Find each line below where the word "data" occurs, and copy it.
[MATERIAL SUPPLIED — start]
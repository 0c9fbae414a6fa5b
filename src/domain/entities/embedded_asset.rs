//! EmbeddedAsset entity - one web asset compiled into firmware
//!
//! Holds the gzip-compressed payload plus everything the registry entry
//! needs (identifier, sizes, MIME type).

use crate::domain::services::compression::gzip_compress;
use crate::domain::value_objects::{AssetIdentifier, MimeType};

#[derive(Debug, Clone, PartialEq, Eq)]
pub struct EmbeddedAsset {
    filename: String,
    identifier: AssetIdentifier,
    mime: MimeType,
    original_size: usize,
    data: Vec<u8>,
}

impl EmbeddedAsset {
    /// Compress raw file content into an embeddable asset.
    pub fn compress(filename: impl Into<String>, raw: &[u8]) -> std::io::Result<Self> {
        let filename = filename.into();
        let data = gzip_compress(raw)?;
        Ok(Self {
            identifier: AssetIdentifier::from_filename(&filename),
            mime: MimeType::for_filename(&filename),
            original_size: raw.len(),
            data,
            filename,
        })
    }

    pub fn filename(&self) -> &str {
        &self.filename
    }

    pub fn identifier(&self) -> &AssetIdentifier {
        &self.identifier
    }

    pub fn mime(&self) -> MimeType {
        self.mime
    }

    pub fn original_size(&self) -> usize {
        self.original_size
    }

    pub fn compressed_size(&self) -> usize {
        self.data.len()
    }

    /// Compressed payload
    pub fn data(&self) -> &[u8] {
        &self.data
    }

    /// Name of the per-asset header, `embedded_<stem>.h`
    pub fn header_file_name(&self) -> String {
        Self::header_file_name_for(&self.filename)
    }

    /// Header name a file would get, without compressing it
    pub fn header_file_name_for(filename: &str) -> String {
        let stem = std::path::Path::new(filename)
            .file_stem()
            .map(|s| s.to_string_lossy().into_owned())
            .unwrap_or_else(|| AssetIdentifier::from_filename(filename).to_string());
        format!("embedded_{}.h", stem)
    }
}
use crate::ui::primitives::icon::Icon;
use crate::ui::primitives::text::ColoredText;

/// One line per processed thing: `  ✓ index.html  14.2 KB -> 3.1 KB`.
#[derive(Debug, Clone)]
pub struct StatusLine {
    pub icon: Icon,
    pub name: String,
    pub detail: Option<String>,
    pub notes: Vec<String>,
}

impl StatusLine {
    pub fn new(icon: Icon, name: impl Into<String>) -> Self {
        Self {
            icon,
            name: name.into(),
            detail: None,
            notes: Vec::new(),
        }
    }

    pub fn detail(mut self, detail: impl Into<String>) -> Self {
        self.detail = Some(detail.into());
        self
    }

    pub fn note(mut self, note: impl Into<String>) -> Self {
        self.notes.push(note.into());
        self
    }

    pub fn render(&self, supports_color: bool, supports_unicode: bool) -> String {
        let mut out = format!(
            "  {} {}",
            self.icon.colored(supports_color, supports_unicode),
            self.name
        );
        if let Some(detail) = &self.detail {
            out.push_str("  ");
            out.push_str(&ColoredText::dim(detail.as_str()).render(supports_color));
        }
        out.push('\n');

        for note in &self.notes {
            out.push_str(&format!(
                "    {} {}\n",
                Icon::Arrow.colored(supports_color, supports_unicode),
                note
            ));
        }
        out
    }
}

#[cfg(test)]
mod tests {
    use super::*;

    #[test]
    fn render_includes_detail_and_notes() {
        let line = StatusLine::new(Icon::Warning, "app.js")
            .detail("stale")
            .note("run `fwkit embed` to regenerate");

        let rendered = line.render(false, false);
        assert_eq!(
            rendered,
            "  [WARN] app.js  stale\n    [>] run `fwkit embed` to regenerate\n"
        );
    }
}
[MATERIAL SUPPLIED — finish]
ANSWER SECTION -
    data: Vec<u8>,
        let data = gzip_compress(raw)?;
            data,
        self.data.len()
    pub fn data(&self) -> &[u8] {
        &self.data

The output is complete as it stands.